Your output should be the lines from the start of the data through the line containing "#[derive(Debug, Clone, PartialEq, Eq, Serialize)]", exactly and nothing more.

**Excerpted data**
++++++++++++++++++++

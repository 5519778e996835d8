//! Mailer port for report delivery.

use async_trait::async_trait;
use serde::Serialize;
use std::sync::Arc;
use thiserror::Error;

/// Result type for mail delivery.
pub type MailerResult<T> = Result<T, MailerError>;

/// A rendered report ready for delivery.
#[derive(Debug, Clone, PartialEq, Eq, Serialize)]
pub struct OutgoingMail {
    to: Vec<String>,
    cc: Vec<String>,
    subject: String,
    html_body: String,
}

impl OutgoingMail {
    /// Creates a message without CC recipients.
    #[must_use]
    pub fn new(
        to: impl IntoIterator<Item = String>,
        subject: impl Into<String>,
        html_body: impl Into<String>,
    ) -> Self {
        Self {
            to: to.into_iter().collect(),
            cc: Vec::new(),
            subject: subject.into(),
            html_body: html_body.into(),
        }
    }

    /// Sets the CC recipients.
    #[must_use]
    pub fn with_cc(mut self, cc: impl IntoIterator<Item = String>) -> Self {
        self.cc = cc.into_iter().collect();
        self
    }

    /// Returns the primary recipients.
    #[must_use]
    pub fn to(&self) -> &[String] {
        &self.to
    }

    /// Returns the CC recipients.
    #[must_use]
    pub fn cc(&self) -> &[String] {
        &self.cc
    }

    /// Returns the subject line.
    #[must_use]
    pub fn subject(&self) -> &str {
        &self.subject
    }

    /// Returns the HTML body.
    #[must_use]
    pub fn html_body(&self) -> &str {
        &self.html_body
    }
}

/// Report delivery contract.
#[cfg_attr(test, mockall::automock)]
#[async_trait]
pub trait Mailer: Send + Sync {
    /// Delivers one message.
    async fn send(&self, mail: &OutgoingMail) -> MailerResult<()>;
}

/// Errors returned by mailer implementations.
#[derive(Debug, Clone, Error)]
pub enum MailerError {
    /// The message has no primary recipient.
    #[error("mail has no recipients")]
    NoRecipients,

    /// The delivery endpoint refused the message.
    #[error("mail relay rejected the message ({status}): {body}")]
    Rejected {
        /// HTTP status returned by the relay.
        status: u16,
        /// Response body returned by the relay.
        body: String,
    },

    /// The delivery endpoint could not be reached.
    #[error("mail transport error: {0}")]
    Transport(Arc<dyn std::error::Error + Send + Sync>),
}

impl MailerError {
    /// Wraps a transport failure.
    pub fn transport(err: impl std::error::Error + Send + Sync + 'static) -> Self {
        Self::Transport(Arc::new(err))
    }
}
//! In-memory integration tests for the assembled worklog services.
//!
//! Tests are organized into modules by functionality:
//! - `workday_flow_tests`: Webhook commits through daily and weekly cycles
//! - `concurrency_tests`: Concurrent commits and cycles against one store

mod in_memory {
    pub mod helpers;

    mod concurrency_tests;
    mod workday_flow_tests;
}
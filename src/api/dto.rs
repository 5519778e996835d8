//! Wire shapes of the webhook endpoint.

use super::error::ApiError;
use crate::worklog::{
    domain::{RegistryEntry, TaskEntry, format_day},
    services::RecordCommitRequest,
};
use serde::{Deserialize, Serialize};

/// Actions accepted by `POST /`.
#[derive(Debug, Clone, Copy, PartialEq, Eq)]
pub enum EventAction {
    /// Merge a commit into today's row.
    LogCommit,
    /// Register a task name.
    CreateTask,
    /// Rename a registered task.
    UpdateTask,
    /// Remove a registered task.
    DeleteTask,
}

impl EventAction {
    /// Parses the `action` field; a missing action means `logCommit`.
    ///
    /// # Errors
    ///
    /// Returns [`ApiError::UnknownAction`] for any other value.
    pub fn parse(action: Option<&str>) -> Result<Self, ApiError> {
        match action.map(str::trim) {
            None | Some("" | "logCommit") => Ok(Self::LogCommit),
            Some("createTask") => Ok(Self::CreateTask),
            Some("updateTask") => Ok(Self::UpdateTask),
            Some("deleteTask") => Ok(Self::DeleteTask),
            Some(other) => Err(ApiError::UnknownAction(other.to_owned())),
        }
    }
}

/// Hours as sent by callers: a JSON number or a numeric string.
#[derive(Debug, Clone, PartialEq, Deserialize)]
#[serde(untagged)]
pub enum HoursField {
    /// `"time": 1.5`
    Number(f64),
    /// `"time": "1.5"`
    Text(String),
}

impl HoursField {
    /// Returns the hours, or `None` for a blank string.
    ///
    /// # Errors
    ///
    /// Returns [`ApiError::InvalidTime`] when the text is not a number.
    pub fn value(&self) -> Result<Option<f64>, ApiError> {
        match self {
            Self::Number(hours) => Ok(Some(*hours)),
            Self::Text(text) => {
                let trimmed = text.trim();
                if trimmed.is_empty() {
                    return Ok(None);
                }
                trimmed
                    .parse::<f64>()
                    .map(Some)
                    .map_err(|_| ApiError::InvalidTime(text.clone()))
            }
        }
    }
}

/// Body of `POST /`.
#[derive(Debug, Clone, Default, PartialEq, Deserialize)]
#[serde(rename_all = "camelCase")]
pub struct InboundEvent {
    /// Requested action.
    #[serde(default)]
    pub action: Option<String>,
    /// Task the event refers to.
    #[serde(default)]
    pub task_name: Option<String>,
    /// Commit message, appended as description lines.
    #[serde(default)]
    pub commit_message: Option<String>,
    /// Hours worked.
    #[serde(default)]
    pub time: Option<HoursField>,
    /// Git branch.
    #[serde(default)]
    pub branch: Option<String>,
    /// Status label.
    #[serde(default)]
    pub status: Option<String>,
    /// Commit SHA.
    #[serde(default)]
    pub sha: Option<String>,
    /// Current name for `updateTask`.
    #[serde(default)]
    pub old_name: Option<String>,
    /// New name for `updateTask`.
    #[serde(default)]
    pub new_name: Option<String>,
}

impl InboundEvent {
    /// Converts a `logCommit` event into an aggregator request.
    ///
    /// # Errors
    ///
    /// Returns [`ApiError::InvalidTime`] when `time` is not numeric.
    pub fn into_commit_request(self) -> Result<RecordCommitRequest, ApiError> {
        let hours = self
            .time
            .as_ref()
            .map(HoursField::value)
            .transpose()?
            .flatten();
        let mut request = RecordCommitRequest::new(self.task_name.unwrap_or_default())
            .with_message(self.commit_message.unwrap_or_default())
            .with_branch(self.branch.unwrap_or_default());
        if let Some(value) = hours {
            request = request.with_hours(value);
        }
        if let Some(status) = self.status {
            request = request.with_status(status);
        }
        if let Some(sha) = self.sha {
            request = request.with_sha(sha);
        }
        Ok(request)
    }
}

/// Query string of `GET /`.
#[derive(Debug, Clone, Default, Deserialize)]
pub struct QueryParams {
    /// Requested query.
    #[serde(default)]
    pub action: Option<String>,
}

/// `{ "success": true, "message": ... }`
#[derive(Debug, Clone, Serialize)]
pub struct MessageResponse {
    /// Always `true`.
    pub success: bool,
    /// Human-readable outcome.
    pub message: String,
}

impl MessageResponse {
    /// Builds a success response.
    #[must_use]
    pub fn ok(message: impl Into<String>) -> Self {
        Self {
            success: true,
            message: message.into(),
        }
    }
}

/// `{ "success": true, "tasks": [...] }`
#[derive(Debug, Clone, Serialize)]
pub struct TasksResponse<T> {
    /// Always `true`.
    pub success: bool,
    /// Listed items.
    pub tasks: Vec<T>,
}

impl<T> TasksResponse<T> {
    /// Builds a success response.
    #[must_use]
    pub const fn ok(tasks: Vec<T>) -> Self {
        Self {
            success: true,
            tasks,
        }
    }
}

/// One daily-table row as returned by `getTasks`.
#[derive(Debug, Clone, Serialize)]
#[serde(rename_all = "camelCase")]
pub struct TaskRowView {
    /// Task name.
    pub task_name: String,
    /// Newline-joined description lines.
    pub description: String,
    /// `DD/MM/YYYY`.
    pub date: String,
    /// Accumulated hours.
    pub time: f64,
    /// Git branch.
    pub branch: String,
    /// Status label.
    pub status: String,
    /// Latest commit SHA.
    pub sha: String,
}

impl From<&TaskEntry> for TaskRowView {
    fn from(entry: &TaskEntry) -> Self {
        Self {
            task_name: entry.task_name().as_str().to_owned(),
            description: entry.description_text(),
            date: format_day(entry.date()),
            time: entry.hours().as_f64(),
            branch: entry.branch().to_owned(),
            status: entry.status().to_owned(),
            sha: entry.sha().to_owned(),
        }
    }
}

/// One registry entry as returned by `getRecentTasks`.
#[derive(Debug, Clone, Serialize)]
#[serde(rename_all = "camelCase")]
pub struct RecentTaskView {
    /// Task name.
    pub name: String,
    /// Last use in epoch milliseconds.
    pub last_used: i64,
}

impl From<&RegistryEntry> for RecentTaskView {
    fn from(entry: &RegistryEntry) -> Self {
        Self {
            name: entry.task_name().as_str().to_owned(),
            last_used: entry.last_used().timestamp_millis(),
        }
    }
}

/// Body of `GET /health`.
#[derive(Debug, Clone, Serialize)]
pub struct HealthResponse {
    /// Always `"ok"`.
    pub status: &'static str,
    /// Crate version.
    pub version: &'static str,
}
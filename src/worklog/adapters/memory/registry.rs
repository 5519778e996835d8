//! In-memory task registry.

use async_trait::async_trait;
use chrono::{DateTime, Utc};
use std::collections::BTreeMap;
use std::sync::{Arc, RwLock};
use std::time::Duration;

use crate::worklog::{
    domain::{RegistryEntry, TaskName},
    ports::{RegistryError, RegistryResult, TaskRegistry},
};

/// Thread-safe in-memory task registry.
///
/// The backing table is provisioned by the first operation, matching the
/// lazy creation of persistent registries.
#[derive(Debug, Clone, Default)]
pub struct InMemoryTaskRegistry {
    state: Arc<RwLock<RegistryState>>,
}

#[derive(Debug, Default)]
struct RegistryState {
    entries: Option<BTreeMap<TaskName, DateTime<Utc>>>,
    unavailable: bool,
    latency: Option<Duration>,
}

impl RegistryState {
    fn provisioned(&mut self) -> RegistryResult<&mut BTreeMap<TaskName, DateTime<Utc>>> {
        if self.unavailable {
            return Err(RegistryError::unavailable(std::io::Error::other(
                "task registry marked unavailable",
            )));
        }
        Ok(self.entries.get_or_insert_with(BTreeMap::new))
    }
}

impl InMemoryTaskRegistry {
    /// Creates an unprovisioned registry.
    #[must_use]
    pub fn new() -> Self {
        Self::default()
    }

    /// Returns `true` once the backing table has been created.
    #[must_use]
    pub fn is_provisioned(&self) -> bool {
        self.state
            .read()
            .map(|state| state.entries.is_some())
            .unwrap_or(false)
    }

    /// Makes every subsequent operation fail (or succeed again).
    pub fn set_unavailable(&self, unavailable: bool) {
        if let Ok(mut state) = self.state.write() {
            state.unavailable = unavailable;
        }
    }

    /// Delays every subsequent operation by `latency`.
    pub fn set_latency(&self, latency: Option<Duration>) {
        if let Ok(mut state) = self.state.write() {
            state.latency = latency;
        }
    }

    async fn simulate_latency(&self) {
        let latency = self.state.read().ok().and_then(|state| state.latency);
        if let Some(delay) = latency {
            tokio::time::sleep(delay).await;
        }
    }

    fn with_state<T>(
        &self,
        apply: impl FnOnce(&mut BTreeMap<TaskName, DateTime<Utc>>) -> RegistryResult<T>,
    ) -> RegistryResult<T> {
        let mut state = self
            .state
            .write()
            .map_err(|err| RegistryError::unavailable(std::io::Error::other(err.to_string())))?;
        apply(state.provisioned()?)
    }
}

#[async_trait]
impl TaskRegistry for InMemoryTaskRegistry {
    async fn touch(&self, task_name: &TaskName, at: DateTime<Utc>) -> RegistryResult<()> {
        self.simulate_latency().await;
        self.with_state(|entries| {
            entries.insert(task_name.clone(), at);
            Ok(())
        })
    }

    async fn create(&self, entry: &RegistryEntry) -> RegistryResult<()> {
        self.simulate_latency().await;
        self.with_state(|entries| {
            if entries.contains_key(entry.task_name()) {
                return Err(RegistryError::DuplicateTask(entry.task_name().clone()));
            }
            entries.insert(entry.task_name().clone(), entry.last_used());
            Ok(())
        })
    }

    async fn rename(&self, from: &TaskName, to: &TaskName) -> RegistryResult<()> {
        self.simulate_latency().await;
        self.with_state(|entries| {
            if from != to && entries.contains_key(to) {
                return Err(RegistryError::DuplicateTask(to.clone()));
            }
            let last_used = entries
                .remove(from)
                .ok_or_else(|| RegistryError::NotFound(from.clone()))?;
            entries.insert(to.clone(), last_used);
            Ok(())
        })
    }

    async fn remove(&self, task_name: &TaskName) -> RegistryResult<()> {
        self.simulate_latency().await;
        self.with_state(|entries| {
            entries
                .remove(task_name)
                .map(|_| ())
                .ok_or_else(|| RegistryError::NotFound(task_name.clone()))
        })
    }

    async fn list(&self) -> RegistryResult<Vec<RegistryEntry>> {
        self.simulate_latency().await;
        self.with_state(|entries| {
            Ok(entries
                .iter()
                .map(|(name, last_used)| RegistryEntry::new(name.clone(), *last_used))
                .collect())
        })
    }
}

++++++++++++++++++++

**Task result**
repository 5519778e996835d8
//! Mailer port for report delivery.

use async_trait::async_trait;
use serde::Serialize;
use std::sync::Arc;
use thiserror::Error;

/// Result type for mail delivery.
pub type MailerResult<T> = Result<T, MailerError>;

/// A rendered report ready for delivery.
#[derive(Debug, Clone, PartialEq, Eq, Serialize)]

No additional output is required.